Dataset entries

==============================

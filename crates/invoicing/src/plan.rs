//! Stock movement planning.
//!
//! Pure functions that turn invoice content into signed stock deltas. The
//! infra reconciler validates and applies them against the catalog.

use serde::{Deserialize, Serialize};

use tillbook_core::{DomainError, DomainResult};

use crate::invoice::Invoice;
use crate::line_item::LineItemRequest;
use crate::policy::ReconcilePolicy;

/// Signed change to one product's stock (`quantity += delta`).
#[derive(Debug, Clone, PartialEq, Eq, Serialize, Deserialize)]
pub struct StockDelta {
    pub product_name: String,
    pub delta: i64,
}

impl StockDelta {
    pub fn new(product_name: impl Into<String>, delta: i64) -> Self {
        Self {
            product_name: product_name.into(),
            delta,
        }
    }
}

/// Sum quantities per product name, in first-appearance order.
pub(crate) fn sum_by_product<'a>(
    lines: impl IntoIterator<Item = (&'a str, i64)>,
) -> DomainResult<Vec<(String, i64)>> {
    let mut out: Vec<(String, i64)> = Vec::new();
    for (product_name, quantity) in lines {
        match out.iter_mut().find(|(name, _)| *name == product_name) {
            Some((_, qty)) => {
                *qty = qty.checked_add(quantity).ok_or_else(|| {
                    DomainError::validation(format!("quantity overflow for {product_name}"))
                })?;
            }
            None => out.push((product_name.to_string(), quantity)),
        }
    }
    Ok(out)
}

/// Requested quantity per product, repeated lines summed, in first-appearance
/// order.
pub fn demand_by_product(requests: &[LineItemRequest]) -> DomainResult<Vec<(String, i64)>> {
    sum_by_product(
        requests
            .iter()
            .map(|r| (r.product_name.as_str(), r.quantity)),
    )
}

/// One product's quantity before and after an invoice update.
#[derive(Debug, Clone, PartialEq, Eq)]
pub struct RevisionLine {
    pub product_name: String,
    pub previous_quantity: i64,
    pub new_quantity: i64,
}

impl RevisionLine {
    /// Change in the invoiced quantity (positive means more units sold).
    pub fn invoiced_delta(&self) -> i64 {
        self.new_quantity - self.previous_quantity
    }

    /// Matching change to catalog stock.
    pub fn stock_delta(&self) -> i64 {
        -self.invoiced_delta()
    }
}

/// Result of diffing an invoice against its replacement lines.
#[derive(Debug, Clone, PartialEq, Eq)]
pub struct RevisionPlan {
    /// Products present in the new lines, in first-appearance order.
    pub lines: Vec<RevisionLine>,
    /// Products dropped entirely by the update, with the stock they hold.
    pub removed: Vec<StockDelta>,
}

impl RevisionPlan {
    /// Restocks for dropped products, if the policy asks for them.
    pub fn removal_restocks(&self, policy: &ReconcilePolicy) -> &[StockDelta] {
        if policy.restock_removed_items {
            &self.removed
        } else {
            &[]
        }
    }
}

/// Diff the quantities on `existing` against `requests`.
pub fn plan_revision(
    existing: &Invoice,
    requests: &[LineItemRequest],
) -> DomainResult<RevisionPlan> {
    let previous = existing.quantities_by_product()?;
    let wanted = demand_by_product(requests)?;

    let lines = wanted
        .iter()
        .map(|(name, new_quantity)| RevisionLine {
            product_name: name.clone(),
            previous_quantity: previous
                .iter()
                .find(|(prev, _)| prev == name)
                .map(|(_, qty)| *qty)
                .unwrap_or(0),
            new_quantity: *new_quantity,
        })
        .collect();

    let removed = previous
        .into_iter()
        .filter(|(name, _)| !wanted.iter().any(|(w, _)| w == name))
        .map(|(name, qty)| StockDelta::new(name, qty))
        .collect();

    Ok(RevisionPlan { lines, removed })
}

#[cfg(test)]
mod tests {
    use super::*;
    use crate::invoice::{Customer, InvoiceDraft};
    use crate::line_item::InvoiceLineItem;
    use chrono::Utc;
    use tillbook_core::InvoiceId;

    fn invoice_with(lines: &[(&str, i64)]) -> Invoice {
        let items = lines
            .iter()
            .map(|(name, qty)| InvoiceLineItem::priced(*name, *qty, 5, "Acme").unwrap())
            .collect();
        InvoiceDraft::new(Customer::default(), items, 0)
            .unwrap()
            .assign(InvoiceId::new(), 1, Utc::now())
    }

    #[test]
    fn demand_sums_repeated_products() {
        let demand = demand_by_product(&[
            LineItemRequest::new("Pen", 2, 5),
            LineItemRequest::new("Ink", 1, 9),
            LineItemRequest::new("Pen", 3, 5),
        ])
        .unwrap();
        assert_eq!(demand, vec![("Pen".to_string(), 5), ("Ink".to_string(), 1)]);
    }

    #[test]
    fn revision_computes_increase_decrease_and_new_lines() {
        let existing = invoice_with(&[("Pen", 3), ("Ink", 4)]);
        let plan = plan_revision(
            &existing,
            &[
                LineItemRequest::new("Pen", 5, 5),
                LineItemRequest::new("Ink", 1, 5),
                LineItemRequest::new("Paper", 2, 5),
            ],
        )
        .unwrap();

        let deltas: Vec<(&str, i64)> = plan
            .lines
            .iter()
            .map(|l| (l.product_name.as_str(), l.stock_delta()))
            .collect();
        assert_eq!(deltas, vec![("Pen", -2), ("Ink", 3), ("Paper", -2)]);
        assert!(plan.removed.is_empty());
    }

    #[test]
    fn dropped_products_restock_only_when_enabled() {
        let existing = invoice_with(&[("Pen", 3), ("Ink", 4)]);
        let plan = plan_revision(&existing, &[LineItemRequest::new("Pen", 3, 5)]).unwrap();

        assert_eq!(plan.lines[0].stock_delta(), 0);
        assert_eq!(plan.removed, vec![StockDelta::new("Ink", 4)]);

        let legacy = ReconcilePolicy::default();
        assert!(plan.removal_restocks(&legacy).is_empty());

        let restocking = ReconcilePolicy {
            restock_removed_items: true,
            ..ReconcilePolicy::default()
        };
        assert_eq!(plan.removal_restocks(&restocking), &[StockDelta::new("Ink", 4)]);
    }

    #[test]
    fn repeated_lines_that_overflow_are_rejected() {
        let err = demand_by_product(&[
            LineItemRequest::new("Pen", i64::MAX, 5),
            LineItemRequest::new("Pen", 2, 5),
        ])
        .unwrap_err();
        assert!(matches!(err, DomainError::Validation(msg) if msg.contains("quantity overflow")));

        let existing = invoice_with(&[("Pen", 3)]);
        assert!(
            plan_revision(
                &existing,
                &[
                    LineItemRequest::new("Pen", i64::MAX, 0),
                    LineItemRequest::new("Pen", 1, 0),
                ],
            )
            .is_err()
        );
    }
}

==============================

▶ [WHAT NEEDS TO BE DONE] Look through the entries above and report the number of lines that contain "InvoiceId". Write only the number.

▶ [RESULT OF THE TASK] 2